Gotta move the blade more parallel to the stone, lift the blade _and_ rotate the spine - check out this video:

[video=youtube_share;tmBTO0cA_qw]http://youtu.be/tmBTO0cA_qw[/video]


----------



## mark76 (Jan 10, 2016)

Rick (Pensacola) is right. I have a hard time feeling a burr at 1000 grit.


----------



## Benuser (Jan 10, 2016)

Make sure you have an obvious burr on a 500 or 1k stone
So you're sure both sides of the bevel have met. From that point on, any irregularity is a burr. Check with your fingernail along each side.
P.S. when one side feels sharper there is some burr on it.


----------



## gic (Jan 10, 2016)

I use a blue shop towel to feel the burr, pull it towards the edge and the fibers should catch. I'm told cheesecloth also works

my fingertps are useless


----------



## Kippington (Jan 10, 2016)

It would be worth learning to use other sharpness tests on top of feeling for a burr (which is essentially one of the tests). After you stop being able to feel a burr you can transition into a combination of nail and two/three finger tests to gauge your progress.

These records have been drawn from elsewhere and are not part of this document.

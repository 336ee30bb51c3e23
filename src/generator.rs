use rand::thread_rng;
use rand::Rng;

pub const UPPERCASE: &str = "ABCDEFGHIJKLMNOPQRSTUVWXYZ";
pub const LOWERCASE: &str = "abcdefghijklmnopqrstuvwxyz";
pub const DIGITS: &str = "0123456789";
pub const SYMBOLS: &str = "!@#$%^&*()_+-=[]{}|;:,.<>?";

pub const MIN_LENGTH: usize = 6;
pub const MAX_LENGTH: usize = 50;
pub const DEFAULT_LENGTH: usize = 36;

#[derive(Debug, Clone, Copy, PartialEq, Eq)]
pub enum CharClass {
    Upper,
    Lower,
    Digit,
    Symbol,
}

impl CharClass {
    /// Fixed order used when concatenating alphabets.
    pub const ALL: [CharClass; 4] = [
        CharClass::Upper,
        CharClass::Lower,
        CharClass::Digit,
        CharClass::Symbol,
    ];

    pub fn alphabet(&self) -> &'static str {
        match self {
            CharClass::Upper => UPPERCASE,
            CharClass::Lower => LOWERCASE,
            CharClass::Digit => DIGITS,
            CharClass::Symbol => SYMBOLS,
        }
    }

    fn index(&self) -> usize {
        match self {
            CharClass::Upper => 0,
            CharClass::Lower => 1,
            CharClass::Digit => 2,
            CharClass::Symbol => 3,
        }
    }
}

impl std::fmt::Display for CharClass {
    fn fmt(&self, f: &mut std::fmt::Formatter<'_>) -> std::fmt::Result {
        let name = match self {
            CharClass::Upper => "Uppercase",
            CharClass::Lower => "Lowercase",
            CharClass::Digit => "Digits",
            CharClass::Symbol => "Symbols",
        };
        write!(f, "{}", name)
    }
}

#[derive(Debug, Clone)]
pub struct GeneratorConfig {
    length: usize,
    enabled: [bool; 4],
}

impl Default for GeneratorConfig {
    fn default() -> GeneratorConfig {
        GeneratorConfig {
            length: DEFAULT_LENGTH,
            enabled: [true; 4],
        }
    }
}

impl GeneratorConfig {
    pub fn new(length: usize, classes: &[CharClass]) -> GeneratorConfig {
        let mut config = GeneratorConfig {
            length: DEFAULT_LENGTH,
            enabled: [false; 4],
        };
        config.set_length(length);
        for class in classes {
            config.set_enabled(*class, true);
        }
        config
    }

    pub fn length(&self) -> usize {
        self.length
    }

    /// Clamps into [MIN_LENGTH, MAX_LENGTH]. The slider in a GUI would do
    /// this for us; a CLI gets no such guarantee.
    pub fn set_length(&mut self, length: usize) {
        self.length = length.clamp(MIN_LENGTH, MAX_LENGTH);
    }

    pub fn is_enabled(&self, class: CharClass) -> bool {
        self.enabled[class.index()]
    }

    pub fn set_enabled(&mut self, class: CharClass, enabled: bool) {
        self.enabled[class.index()] = enabled;
    }

    pub fn set_classes(&mut self, classes: &[CharClass]) {
        self.enabled = [false; 4];
        for class in classes {
            self.set_enabled(*class, true);
        }
    }

    pub fn enabled_classes(&self) -> Vec<CharClass> {
        CharClass::ALL
            .iter()
            .filter(|class| self.is_enabled(**class))
            .copied()
            .collect()
    }

    pub fn enabled_count(&self) -> usize {
        self.enabled.iter().filter(|e| **e).count()
    }

    /// Concatenates the enabled alphabets in Upper, Lower, Digit, Symbol
    /// order. An empty selection falls back to lowercase letters.
    pub fn alphabet(&self) -> String {
        let mut alphabet = String::new();
        for class in CharClass::ALL {
            if self.is_enabled(class) {
                alphabet.push_str(class.alphabet());
            }
        }
        if alphabet.is_empty() {
            alphabet.push_str(LOWERCASE);
        }
        alphabet
    }

    /// Draws `length` characters independently and uniformly, with
    /// replacement, from the alphabet. There is no minimum-one-per-class
    /// guarantee: a password may omit an enabled class by chance.
    pub fn generate(&self) -> String {
        let alphabet: Vec<char> = self.alphabet().chars().collect();
        let mut rng = thread_rng();
        (0..self.length)
            .map(|_| alphabet[rng.gen_range(0..alphabet.len())])
            .collect()
    }
}

#[cfg(test)]
mod tests {
    use super::*;

    #[test]
    fn generates_exact_length() {
        let config = GeneratorConfig::default();
        assert_eq!(config.generate().len(), DEFAULT_LENGTH);
    }

    #[test]
    fn generates_at_boundary_lengths() {
        let mut config = GeneratorConfig::default();
        config.set_length(MIN_LENGTH);
        assert_eq!(config.generate().len(), MIN_LENGTH);
        config.set_length(MAX_LENGTH);
        assert_eq!(config.generate().len(), MAX_LENGTH);
    }

    #[test]
    fn clamps_length_into_range() {
        let mut config = GeneratorConfig::default();
        config.set_length(3);
        assert_eq!(config.length(), MIN_LENGTH);
        config.set_length(500);
        assert_eq!(config.length(), MAX_LENGTH);
        config.set_length(24);
        assert_eq!(config.length(), 24);
    }

    #[test]
    fn characters_come_from_enabled_alphabet() {
        let config = GeneratorConfig::new(30, &[CharClass::Upper, CharClass::Digit]);
        let alphabet = config.alphabet();
        let password = config.generate();
        assert!(password.chars().all(|c| alphabet.contains(c)));
        assert!(!password.chars().any(|c| LOWERCASE.contains(c)));
        assert!(!password.chars().any(|c| SYMBOLS.contains(c)));
    }

    #[test]
    fn alphabet_keeps_fixed_class_order() {
        let config = GeneratorConfig::new(10, &[CharClass::Symbol, CharClass::Upper]);
        let mut expected = String::from(UPPERCASE);
        expected.push_str(SYMBOLS);
        assert_eq!(config.alphabet(), expected);
    }

    #[test]
    fn empty_selection_falls_back_to_lowercase() {
        let config = GeneratorConfig::new(20, &[]);
        assert_eq!(config.alphabet(), LOWERCASE);
        let password = config.generate();
        assert_eq!(password.len(), 20);
        assert!(password.chars().all(|c| LOWERCASE.contains(c)));
    }

    #[test]
    fn set_classes_replaces_the_selection() {
        let mut config = GeneratorConfig::default();
        config.set_classes(&[CharClass::Digit]);
        assert!(config.is_enabled(CharClass::Digit));
        assert!(!config.is_enabled(CharClass::Upper));
        assert!(!config.is_enabled(CharClass::Lower));
        assert!(!config.is_enabled(CharClass::Symbol));
        assert_eq!(config.enabled_count(), 1);
    }

    #[test]
    fn repeated_draws_differ() {
        // Statistical, not exact: with a 62+ character alphabet and length
        // 36, ten identical draws in a row will not happen.
        let config = GeneratorConfig::default();
        let first = config.generate();
        let all_equal = (0..10).all(|_| config.generate() == first);
        assert!(!all_equal);
    }
}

Similarly, later down the sharpening road if you attempt to create _extremely_ polished edges you'll find they become difficult to judge progress with finger tests alone, and other tests become more appropriate.


----------



## psfred (Jan 10, 2016)

To keep the tip from digging into the stone, you need to imagine how much you need to lift and rotate the handle to keep the grinding angle the same as the edge "lifts" toward the tip. This isn't all that dramatic for a typical Japanese knife since they don't generally have extreme upsweep at the tip, unlike German style knives.

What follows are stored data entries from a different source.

//! Surface engine: runs every stage for one feature over one boundary.
//!
//! Pipeline order:
//!   1. Grid over the boundary's bounding box
//!   2. Primary interpolation (nearest / linear / cubic)
//!   3. All-touched boundary mask
//!   4. Gap filling (nearest, then smoothing)
//!   5. Masking
//!
//! Any failure aborts the call; no partial surface is returned.

use ndarray::Array2;
use serde::Serialize;

use crate::boundary::Boundary;
use crate::config::{InterpolationConfig, Method};
use crate::error::Result;
use crate::gap_fill::{FillContext, GapFillChain, GapFillReport};
use crate::grid::{Bounds, Grid};
use crate::interpolate::Interpolant;
use crate::mask::rasterize_boundary;
use crate::observation::ObservationSet;
use crate::raster::MaskedRaster;

/// Full output of one surface generation.
#[derive(Debug, Clone, Serialize)]
pub struct SurfaceResult {
    pub feature: String,
    pub method: Method,
    pub bounds: Bounds,
    /// Longitude of every node, `R × R`.
    pub grid_lon: Array2<f64>,
    /// Latitude of every node, `R × R`.
    pub grid_lat: Array2<f64>,
    pub raster: MaskedRaster,
    pub report: GapFillReport,
}

impl SurfaceResult {
    /// `(lon_min, lon_max, lat_min, lat_max)` for placing the raster on a map.
    pub fn extent(&self) -> (f64, f64, f64, f64) {
        let b = self.bounds;
        (b.lon_min, b.lon_max, b.lat_min, b.lat_max)
    }
}

/// Reusable engine holding one configuration.
#[derive(Debug, Clone, Default)]
pub struct SurfaceEngine {
    config: InterpolationConfig,
}

impl SurfaceEngine {
    pub fn new(config: InterpolationConfig) -> Self {
        Self { config }
    }

    pub fn config(&self) -> &InterpolationConfig {
        &self.config
    }

    /// Interpolate `feature` over `boundary` with the standard gap-fill chain.
    pub fn generate(&self, observations: &ObservationSet, boundary: &Boundary, feature: &str) -> Result<SurfaceResult> {
        self.generate_with(observations, boundary, feature, &GapFillChain::standard(&self.config))
    }

    /// As [`generate`](Self::generate), with a caller-supplied fallback chain.
    pub fn generate_with(
        &self,
        observations: &ObservationSet,
        boundary: &Boundary,
        feature: &str,
        chain: &GapFillChain,
    ) -> Result<SurfaceResult> {
        let config = &self.config;
        config.validate()?;

        // ── 1. Grid ─────────────────────────────────────────────────────────
        // A zero-extent box is a bounds problem first, so build the grid
        // before judging the polygons.
        let bounds = boundary.bounds()?;
        let grid = Grid::new(bounds, config.resolution)?;
        boundary.validate()?;

        // ── 2. Primary interpolation ────────────────────────────────────────
        let samples = observations.samples(feature)?;
        let interpolant = Interpolant::fit(config.method, &samples.points, &samples.values, config)?;
        let mut data = interpolant.evaluate(&grid);

        // ── 3. Boundary mask ────────────────────────────────────────────────
        let inside = rasterize_boundary(boundary, bounds, grid.shape());

        // ── 4. Gap filling ──────────────────────────────────────────────────
        let ctx = FillContext {
            grid: &grid,
            inside: &inside,
            points: &samples.points,
            values: &samples.values,
        };
        let report = chain.resolve(&ctx, &mut data)?;

        // ── 5. Mask ─────────────────────────────────────────────────────────
        Ok(SurfaceResult {
            feature: feature.to_string(),
            method: config.method,
            bounds,
            grid_lon: grid.grid_lon(),
            grid_lat: grid.grid_lat(),
            raster: MaskedRaster::new(data, inside),
            report,
        })
    }
}

/// One-call entry point with the default configuration; `method` is one of
/// `nearest`, `linear` or `cubic` (case-insensitive).
pub fn interpolate_with_gap_filling(
    observations: &ObservationSet,
    boundary: &Boundary,
    feature: &str,
    method: &str,
) -> Result<SurfaceResult> {
    let method: Method = method.parse()?;
    SurfaceEngine::new(InterpolationConfig::default().with_method(method)).generate(observations, boundary, feature)
}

If you are digging in, you are lifting the handle too far or rotating the handle too far.

It takes dome practice, but it's not impossible to get there. At the very least, you should not be gouging the stone.

Peter


----------



## GeneH (Jan 11, 2016)

Pensacola Tiger said:


> Feeling a 3k burr depends on the sensitivity of your fingertips. Some people can feel a 5-6k burr; others can't feel a 1k.



Yes to feeling the burr, it can be very significant. I gently run my thumb, going to the edge (at 90 deg away from the back of the blade), kinda going over the edge so I can feel it drag on my thumb. I use the left thumb on one side, and then right thumb on the other side. That also tells me a lot about how even the bevel is in that particular spot.

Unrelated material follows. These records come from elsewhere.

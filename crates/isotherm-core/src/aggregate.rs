//! Per-location aggregation of raw observation records.
//!
//! Raw climate exports repeat each station once per day. Before interpolation
//! the records are grouped by exact `(lat, lon)` and each feature reduced to a
//! single scalar, e.g. mean temperature and summed precipitation.

use std::cmp::Ordering;
use std::collections::BTreeMap;
use std::str::FromStr;

use serde::{Deserialize, Serialize};

use crate::error::{Result, SurfaceError};
use crate::observation::ObservationSet;

/// How one feature is reduced across the records of a location.
#[derive(Debug, Clone, Copy, PartialEq, Eq, Serialize, Deserialize)]
#[serde(rename_all = "lowercase")]
pub enum Aggregation {
    Mean,
    Sum,
}

impl FromStr for Aggregation {
    type Err = SurfaceError;

    fn from_str(s: &str) -> Result<Self> {
        match s.trim().to_ascii_lowercase().as_str() {
            "mean" => Ok(Self::Mean),
            "sum" => Ok(Self::Sum),
            _ => Err(SurfaceError::InvalidConfig(format!("unknown aggregation `{s}` (expected mean or sum)"))),
        }
    }
}

/// Daily climate export rules: temperatures averaged, precipitation summed.
pub fn standard_rules() -> BTreeMap<String, Aggregation> {
    [
        ("temperature_2m_max", Aggregation::Mean),
        ("temperature_2m_min", Aggregation::Mean),
        ("precipitation_sum", Aggregation::Sum),
        ("temperature_2m_avg", Aggregation::Mean),
    ]
    .into_iter()
    .map(|(name, how)| (name.to_string(), how))
    .collect()
}

/// One un-aggregated observation.
#[derive(Debug, Clone, PartialEq, Serialize, Deserialize)]
pub struct RawRecord {
    pub lon: f64,
    pub lat: f64,
    pub values: BTreeMap<String, f64>,
}

fn location_order(a: &RawRecord, b: &RawRecord) -> Ordering {
    a.lat.total_cmp(&b.lat).then(a.lon.total_cmp(&b.lon))
}

fn reduce(values: impl Iterator<Item = f64>, how: Aggregation) -> f64 {
    // Missing or NaN values are skipped: an empty mean is NaN, an empty sum 0.
    let (sum, n) = values
        .filter(|v| !v.is_nan())
        .fold((0.0, 0usize), |(s, n), v| (s + v, n + 1));
    match how {
        Aggregation::Sum => sum,
        Aggregation::Mean if n == 0 => f64::NAN,
        Aggregation::Mean => sum / n as f64,
    }
}

/// Group `records` by location and reduce every feature named in `rules`.
///
/// Output rows are ordered by latitude, then longitude. Features absent from
/// `rules` are dropped.
pub fn aggregate(records: &[RawRecord], rules: &BTreeMap<String, Aggregation>) -> Result<ObservationSet> {
    let mut sorted: Vec<&RawRecord> = records.iter().collect();
    sorted.sort_by(|a, b| location_order(a, b));

    let mut coords = Vec::new();
    let mut columns: BTreeMap<String, Vec<f64>> =
        rules.keys().map(|k| (k.clone(), Vec::new())).collect();

    for group in sorted.chunk_by(|a, b| location_order(a, b) == Ordering::Equal) {
        coords.push([group[0].lon, group[0].lat]);
        for (name, &how) in rules {
            let reduced = reduce(group.iter().filter_map(|r| r.values.get(name).copied()), how);
            if let Some(column) = columns.get_mut(name) {
                column.push(reduced);
            }
        }
    }

    ObservationSet::new(coords, columns)
}

#[cfg(test)]
mod tests {
    use super::*;
    use approx::assert_relative_eq;

    fn record(lon: f64, lat: f64, t: f64, p: f64) -> RawRecord {
        let mut values = BTreeMap::new();
        values.insert("temperature_2m_avg".to_string(), t);
        values.insert("precipitation_sum".to_string(), p);
        RawRecord { lon, lat, values }
    }

    fn rules() -> BTreeMap<String, Aggregation> {
        let mut rules = BTreeMap::new();
        rules.insert("temperature_2m_avg".to_string(), Aggregation::Mean);
        rules.insert("precipitation_sum".to_string(), Aggregation::Sum);
        rules
    }

    #[test]
    fn groups_by_location_and_reduces() {
        let records = vec![
            record(80.0, 7.0, 26.0, 10.0),
            record(81.0, 6.5, 29.0, 1.0),
            record(80.0, 7.0, 28.0, 5.0),
        ];
        let set = aggregate(&records, &rules()).unwrap();

        assert_eq!(set.len(), 2);
        // Sorted by latitude: (81.0, 6.5) first.
        assert_eq!(set.coords(), &[[81.0, 6.5], [80.0, 7.0]]);
        let t = set.feature("temperature_2m_avg").unwrap();
        assert_relative_eq!(t[1], 27.0);
        let p = set.feature("precipitation_sum").unwrap();
        assert_relative_eq!(p[1], 15.0);
    }

    #[test]
    fn nan_values_are_skipped() {
        let records = vec![
            record(80.0, 7.0, f64::NAN, f64::NAN),
            record(80.0, 7.0, 24.0, f64::NAN),
        ];
        let set = aggregate(&records, &rules()).unwrap();
        assert_relative_eq!(set.feature("temperature_2m_avg").unwrap()[0], 24.0);
        assert_eq!(set.feature("precipitation_sum").unwrap()[0], 0.0);
    }

    #[test]
    fn all_missing_mean_is_nan() {
        let records = vec![record(80.0, 7.0, f64::NAN, 1.0)];
        let set = aggregate(&records, &rules()).unwrap();
        assert!(set.feature("temperature_2m_avg").unwrap()[0].is_nan());
    }

    #[test]
    fn empty_input_gives_empty_set() {
        let set = aggregate(&[], &rules()).unwrap();
        assert!(set.is_empty());
        assert!(set.feature("precipitation_sum").unwrap().is_empty());
    }

    #[test]
    fn rule_names_parse() {
        assert_eq!("mean".parse::<Aggregation>().unwrap(), Aggregation::Mean);
        assert_eq!(" SUM ".parse::<Aggregation>().unwrap(), Aggregation::Sum);
        assert!(matches!("median".parse::<Aggregation>(), Err(SurfaceError::InvalidConfig(_))));
    }

    #[test]
    fn standard_rules_sum_only_precipitation() {
        let rules = standard_rules();
        assert_eq!(rules.len(), 4);
        assert_eq!(rules["precipitation_sum"], Aggregation::Sum);
        assert!(rules
            .iter()
            .filter(|(name, _)| name.starts_with("temperature"))
            .all(|(_, &how)| how == Aggregation::Mean));
    }
}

I have to have dry hands to do it; a wet thumb and I cannot feel much at all. My wife can feel differences between each side of the edge that I cannot feel at all.


----------



## Danieru (Jan 13, 2016)

Um well I can feel burrs even from my 8k Junpaku :O:IMOK:. Personally I find that on the left side of the blade (that is when sharpening the right side) I can feel the burr best with my ring finger and doing diagonal strokes. On the right side of the blade (so when sharpening the left side) it seems easier with my index finger or my thumb going in a straight downward motion (basically from spine to edge). It's important in my experience to clean the edge area and your fingertips of any (or at least most) stone slurry. If there's significant amounts of slurry on your fingers and/or the edge area of the blade, detecting a burr is much more difficult, particulary with finer grits.


----------



## Marcelo Amaral (Jan 14, 2016)

Another test to realize a burr is formed is to look at the edge using a black background when the sun is reflecting at the knife. Changing the angles is possible to get the burr reflecting the light.


----------